Dr. Gürol Berber spoke to Ece Sevim Öztürk, the editor-in-chief of the Çağdaşses news website. The interview, which was broadcast live on Periscope, was also posted by Öztürk to her Twitter account on Monday.
Teacher Açıkkollu was detained on July 24, 2016 on trumped-up charges of coup plotting and terrorism and remained in police custody for 13 days, during which time he was subjected to both physical and psychological torture and eventually died.
Berber said Açıkkollu was handcuffed from behind when he was taken for interrogation and that Açıkkollu told him that while en route, he heard insults, with people calling him “traitor” and “terrorist.”
Berber said Açıkkollu told him hearing those insults was more painful for him than the beatings he was subjected to both when being detained in his home and during interrogations because he was a person who loved his country very much and did nothing against it.
“When he came back to the cell after nine hours of questioning during which he was again subjected to beatings and insults, he was very anxious and scared. He was concerned that they would take him for questioning again. We [Berber and other cellmates ] were trying to console him… He was not able to sleep, and most of the time he was curled up in the fetal position. We tried to change his position, but he was back to that again,” said Berber.
Last week, Açıkkollu’s ordeal came to public attention again after a document became public showing that he was “reinstated” to his job at a public school in İstanbul one-and-a-half years after his death since he had been found innocent.
Berber said Açıkkollu was taken for questioning again, and when he was brought back to the cell, he embraced a cellmate, lawyer Emrah Biçer, and cried for 15 minutes on his shoulder and then said how he was beaten during interrogation when he was forced to make confessions and they tried to get him to give the names of people involved in plotting the coup.
“They [the torturers] kneed him in the back. He held his chest until the day he died due to severe pain. They told him, ‘Give us names and save yourself.’ If he had made up a name, he would have saved himself,” said the doctor.
Açıkkollu was a diabetes patient and used to suffer panic attacks. He was on insulin therapy but when his belongings, including his medication, were returned to his wife following his death, she discovered that Açıkkollu had received almost no medication or insulin while he was in detention.
Berber said the teacher experienced hypoglycemia crises and panic attacks several times while in detention and that his cellmates gave him sugar to help with the hypoglycemia.
When asked about the night Açıkkollu died, Berber said: “On that night, Gökhan was constantly holding his chest and shaking. I heard the authorities say, ‘He died of a heart attack, not because of torture.’ Can there be such a nonsense thing? If a person who was exposed to torture suffers a heart attack, does not torture play a role in this? Let’s say someone kicks the belly of a pregnant woman and the woman loses her baby. Can we say the woman was going to miscarry the baby anyway?“ asked Berber.
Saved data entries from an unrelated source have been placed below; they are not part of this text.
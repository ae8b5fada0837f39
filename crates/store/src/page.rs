use serde::Serialize;

use crate::{Result, StoreError};

/// A 1-based page request.
#[derive(Debug, Clone, Copy, PartialEq, Eq)]
pub struct PageRequest {
    page: u32,
    page_size: u32,
}

impl PageRequest {
    /// Default number of items per page.
    pub const DEFAULT_PAGE_SIZE: u32 = 10;

    /// Creates a page request. Both `page` and `page_size` must be at least 1.
    pub fn new(page: u32, page_size: u32) -> Result<Self> {
        if page == 0 || page_size == 0 {
            return Err(StoreError::InvalidPage { page, page_size });
        }
        Ok(Self { page, page_size })
    }

    /// Requests the first page with the default page size.
    pub fn first() -> Self {
        Self {
            page: 1,
            page_size: Self::DEFAULT_PAGE_SIZE,
        }
    }

    pub fn page(&self) -> u32 {
        self.page
    }

    pub fn page_size(&self) -> u32 {
        self.page_size
    }

    /// Number of items to skip.
    pub fn offset(&self) -> u64 {
        u64::from(self.page - 1) * u64::from(self.page_size)
    }

    /// Maximum number of items to return.
    pub fn limit(&self) -> u64 {
        u64::from(self.page_size)
    }
}

impl Default for PageRequest {
    fn default() -> Self {
        Self::first()
    }
}

/// One page of results together with the counts needed to navigate.
///
/// A page past the end holds no items but still reports the true totals.
#[derive(Debug, Clone, PartialEq, Eq, Serialize)]
pub struct Page<T> {
    pub items: Vec<T>,
    pub page: u32,
    pub page_size: u32,
    pub total_items: u64,
    pub total_pages: u64,
    pub has_next: bool,
    pub has_prev: bool,
}

impl<T> Page<T> {
    /// Assembles a page from the fetched items and the unpaginated count.
    pub fn new(items: Vec<T>, request: PageRequest, total_items: u64) -> Self {
        let total_pages = total_items.div_ceil(request.limit());
        let page = u64::from(request.page());
        Self {
            items,
            page: request.page(),
            page_size: request.page_size(),
            total_items,
            total_pages,
            has_next: page < total_pages,
            has_prev: page > 1,
        }
    }

    /// Maps the items, keeping the navigation counts.
    pub fn map<U>(self, f: impl FnMut(T) -> U) -> Page<U> {
        Page {
            items: self.items.into_iter().map(f).collect(),
            page: self.page,
            page_size: self.page_size,
            total_items: self.total_items,
            total_pages: self.total_pages,
            has_next: self.has_next,
            has_prev: self.has_prev,
        }
    }
}
use rust_decimal::Decimal;
use serde::{Deserialize, Serialize};
use thiserror::Error;

/// Number of fractional digits carried by every monetary amount.
pub const MONEY_SCALE: u32 = 2;

/// Errors raised when constructing a [`Money`] value.
#[derive(Debug, Clone, PartialEq, Eq, Error)]
pub enum MoneyError {
    /// The amount carries more than two significant fractional digits.
    #[error("amount {0} has more than {MONEY_SCALE} fractional digits")]
    TooPrecise(Decimal),

    /// The amount is below zero.
    #[error("amount {0} is negative")]
    Negative(Decimal),

    /// The amount is too large to carry two fractional digits.
    #[error("amount is too large")]
    Overflow,
}

/// Non-negative fixed-point monetary amount with exactly two fractional digits.
///
/// Backed by [`Decimal`] so that sums and products never pick up binary
/// floating point error. Maps to `NUMERIC(10,2)` columns.
#[derive(Debug, Clone, Copy, PartialEq, Eq, PartialOrd, Ord, Hash, Serialize, Deserialize)]
#[serde(try_from = "Decimal", into = "Decimal")]
pub struct Money(Decimal);

impl Money {
    /// Creates a money amount from a decimal value.
    ///
    /// Trailing zeros beyond the second fractional digit are accepted
    /// (`1.500`), anything that would need rounding is not.
    pub fn new(amount: Decimal) -> Result<Self, MoneyError> {
        if amount.is_sign_negative() && !amount.is_zero() {
            return Err(MoneyError::Negative(amount));
        }
        if amount.normalize().scale() > MONEY_SCALE {
            return Err(MoneyError::TooPrecise(amount));
        }
        Self::rescaled(amount)
    }

    // rescale keeps the largest scale that fits, so a short scale means overflow
    fn rescaled(mut amount: Decimal) -> Result<Self, MoneyError> {
        amount.rescale(MONEY_SCALE);
        if amount.scale() != MONEY_SCALE {
            return Err(MoneyError::Overflow);
        }
        Ok(Self(amount))
    }

    /// Creates a money amount from a whole number of cents.
    pub fn from_cents(cents: u64) -> Self {
        // every u64 fits the 96-bit mantissa
        Self(Decimal::from_i128_with_scale(i128::from(cents), MONEY_SCALE))
    }

    /// Returns zero money.
    pub fn zero() -> Self {
        Self(Decimal::new(0, MONEY_SCALE))
    }

    /// Returns the amount as a decimal with scale 2.
    pub fn amount(&self) -> Decimal {
        self.0
    }

    /// Returns true if the amount is zero.
    pub fn is_zero(&self) -> bool {
        self.0.is_zero()
    }

    /// Multiplies by a quantity, failing instead of overflowing.
    pub fn checked_mul(&self, quantity: u32) -> Result<Money, MoneyError> {
        let product = self
            .0
            .checked_mul(Decimal::from(quantity))
            .ok_or(MoneyError::Overflow)?;
        Self::rescaled(product)
    }

    /// Adds two amounts, failing instead of overflowing.
    pub fn checked_add(&self, other: Money) -> Result<Money, MoneyError> {
        let sum = self.0.checked_add(other.0).ok_or(MoneyError::Overflow)?;
        Self::rescaled(sum)
    }

    /// Sums amounts, failing on the first overflow.
    pub fn checked_sum<I>(amounts: I) -> Result<Money, MoneyError>
    where
        I: IntoIterator<Item = Money>,
    {
        amounts
            .into_iter()
            .try_fold(Money::zero(), |acc, amount| acc.checked_add(amount))
    }
}

impl Default for Money {
    fn default() -> Self {
        Self::zero()
    }
}

impl std::fmt::Display for Money {
    fn fmt(&self, f: &mut std::fmt::Formatter<'_>) -> std::fmt::Result {
        write!(f, "{:.2}", self.0)
    }
}

impl TryFrom<Decimal> for Money {
    type Error = MoneyError;

    fn try_from(value: Decimal) -> Result<Self, Self::Error> {
        Money::new(value)
    }
}

impl From<Money> for Decimal {
    fn from(money: Money) -> Self {
        money.0
    }
}
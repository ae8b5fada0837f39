//! Order fulfillment process entry point.

use anyhow::Context;
use app::{Config, seed, telemetry};
use domain::{FulfillmentService, LoggingGateway, NotificationDispatcher, RetryPolicy};
use store::{
    CatalogStoreExt, PageRequest, PostgresCatalogStore, PostgresOrderStore, PostgresUserDirectory,
};

#[tokio::main]
async fn main() -> anyhow::Result<()> {
    // 1. Configuration and tracing
    let config = Config::from_env()?;
    telemetry::init(&config);

    // 2. Database and schema
    let pool = app::db::connect(&config).await?;
    store::run_migrations(&pool)
        .await
        .context("running migrations")?;

    // 3. Notification delivery
    let dispatcher = NotificationDispatcher::spawn(
        LoggingGateway,
        RetryPolicy::new(config.notify_max_attempts, config.notify_backoff),
        config.notify_queue_capacity,
    );

    // 4. Service over the PostgreSQL stores
    let users = PostgresUserDirectory::new(pool.clone());
    let service = FulfillmentService::new(
        PostgresCatalogStore::new(pool.clone()),
        PostgresOrderStore::new(pool.clone()),
        users.clone(),
    )
    .with_notifications(dispatcher.queue());

    if config.seed_demo {
        seed::seed_demo(&users, &service).await?;
    }

    // 5. Report catalog state
    let page = service
        .catalog()
        .product_page(PageRequest::first(), None)
        .await?;
    tracing::info!(
        products = page.total_items,
        pages = page.total_pages,
        "catalog ready"
    );
    for product in &page.items {
        tracing::info!(
            product_id = %product.id,
            name = %product.name,
            price = %product.price,
            stock = product.stock_quantity,
            "product"
        );
    }

    // 6. Deliver pending notifications, then close the pool
    dispatcher.shutdown().await;
    pool.close().await;
    tracing::info!("shut down");

    Ok(())
}
use async_trait::async_trait;
use chrono::{DateTime, Utc};
use common::{Money, ProductId};
use serde::{Deserialize, Serialize};

use crate::{Page, PageRequest, Result};

/// A catalog product with its on-hand stock.
#[derive(Debug, Clone, PartialEq, Eq, Serialize, Deserialize)]
pub struct Product {
    pub id: ProductId,
    pub name: String,
    pub price: Money,
    pub description: Option<String>,
    pub stock_quantity: u32,
    pub category: Option<String>,
    pub created_at: DateTime<Utc>,
}

/// Fields for creating a catalog product.
#[derive(Debug, Clone, PartialEq, Eq, Serialize, Deserialize)]
pub struct NewProduct {
    pub name: String,
    pub price: Money,
    pub description: Option<String>,
    pub stock_quantity: u32,
    pub category: Option<String>,
}

impl NewProduct {
    pub fn new(name: impl Into<String>, price: Money, stock_quantity: u32) -> Self {
        Self {
            name: name.into(),
            price,
            description: None,
            stock_quantity,
            category: None,
        }
    }

    pub fn with_description(mut self, description: impl Into<String>) -> Self {
        self.description = Some(description.into());
        self
    }

    pub fn with_category(mut self, category: impl Into<String>) -> Self {
        self.category = Some(category.into());
        self
    }
}

/// Partial update of a catalog product. `None` leaves a field unchanged.
#[derive(Debug, Clone, Default, PartialEq, Eq, Serialize, Deserialize)]
pub struct ProductUpdate {
    pub name: Option<String>,
    pub price: Option<Money>,
    pub description: Option<String>,
    pub stock_quantity: Option<u32>,
    pub category: Option<String>,
}

impl ProductUpdate {
    /// Applies the update to a product in place.
    pub fn apply_to(&self, product: &mut Product) {
        if let Some(name) = &self.name {
            product.name = name.clone();
        }
        if let Some(price) = self.price {
            product.price = price;
        }
        if let Some(description) = &self.description {
            product.description = Some(description.clone());
        }
        if let Some(stock) = self.stock_quantity {
            product.stock_quantity = stock;
        }
        if let Some(category) = &self.category {
            product.category = Some(category.clone());
        }
    }
}

/// Durable product records with an atomically guarded stock counter.
///
/// All implementations must be thread-safe (Send + Sync).
#[async_trait]
pub trait CatalogStore: Send + Sync {
    /// Looks up a product. Returns None if it does not exist.
    async fn get_product(&self, id: ProductId) -> Result<Option<Product>>;

    /// Removes `amount` units from stock and returns the updated product.
    ///
    /// The check and the write are one conditional update: if fewer than
    /// `amount` units are on hand the call fails with `InsufficientStock`
    /// and stock is not touched. Stock can never go negative.
    async fn decrement_stock(&self, id: ProductId, amount: u32) -> Result<Product>;

    /// Returns `amount` units to stock and returns the updated product.
    async fn increment_stock(&self, id: ProductId, amount: u32) -> Result<Product>;

    /// Lists products in a stable order, optionally filtered by category.
    ///
    /// Returns the requested slice and the total number of matching products.
    async fn list_products(
        &self,
        offset: u64,
        limit: u64,
        category: Option<&str>,
    ) -> Result<(Vec<Product>, u64)>;

    /// Adds a product to the catalog.
    async fn create_product(&self, product: NewProduct) -> Result<Product>;

    /// Updates a product, failing with `ProductNotFound` if it does not exist.
    async fn update_product(&self, id: ProductId, update: ProductUpdate) -> Result<Product>;

    /// Removes a product. Historical order lines keep their reference.
    async fn delete_product(&self, id: ProductId) -> Result<()>;
}

/// Extension trait providing convenience methods for catalog stores.
#[async_trait]
pub trait CatalogStoreExt: CatalogStore {
    /// Fetches one page of the catalog.
    async fn product_page(
        &self,
        request: PageRequest,
        category: Option<&str>,
    ) -> Result<Page<Product>> {
        let (items, total) = self
            .list_products(request.offset(), request.limit(), category)
            .await?;
        Ok(Page::new(items, request, total))
    }
}

// Blanket implementation for all CatalogStore implementations
impl<T: CatalogStore + ?Sized> CatalogStoreExt for T {}
//! Process wiring for the order fulfillment backend.

pub mod config;
pub mod db;
pub mod seed;
pub mod telemetry;

pub use config::{Config, ConfigError, LogFormat};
Gözaltında hayatını kaydeden Gökhan Açıkkollu'nun koğuş arkd. Gürol Berber anlatıyor https://t.co/MRnAYRbtYC
— Ece Sevim ÖZTÜRK (@ecesevimm) March 5, 2018
Açıkkollu’s family learned of his death when they were called to the İstanbul Institute of Forensic Medicine, where Açıkkollu’s ill treatment continued even in death. They were told the funeral could be held on condition that he be buried in a graveyard set aside by the Greater İstanbul Municipality for alleged “traitors,” despite the fact he had not been tried, nor even interrogated. Imams assigned by the Religious Affairs Directorate (Diyanet) had refused to say the funeral prayer for Açıkkollu.
His family had to embalm the body themselves and took him to his hometown in Konya province in their own car. Here, too, the imam of the local mosque would not officiate at the funeral because of instructions issued by the Religious Affairs Directorate that “the funeral prayer will not be performed for traitors.” As a result, his last rites were said by his close relatives.
The torture, ill-treatment, abusive, inhuman and degrading treatment of people who are deprived of their liberties in Turkey’s detention centers and prisons have become the norm rather than the exception under increased nationalistic euphoria and religious zealotry in the country in wake of the coup attempt in July 2016, blamed by the government on the Gülen movement.
Turkey has suspended or dismissed more than 150,000 judges, teachers, police and other civil servants since the putsch. Turkey’s interior minister announced on Dec. 12, 2017 that 55,665 people have been arrested. The Justice Ministry announced a day later that 169,013 people have been the subject of legal proceedings on coup charges since the failed coup.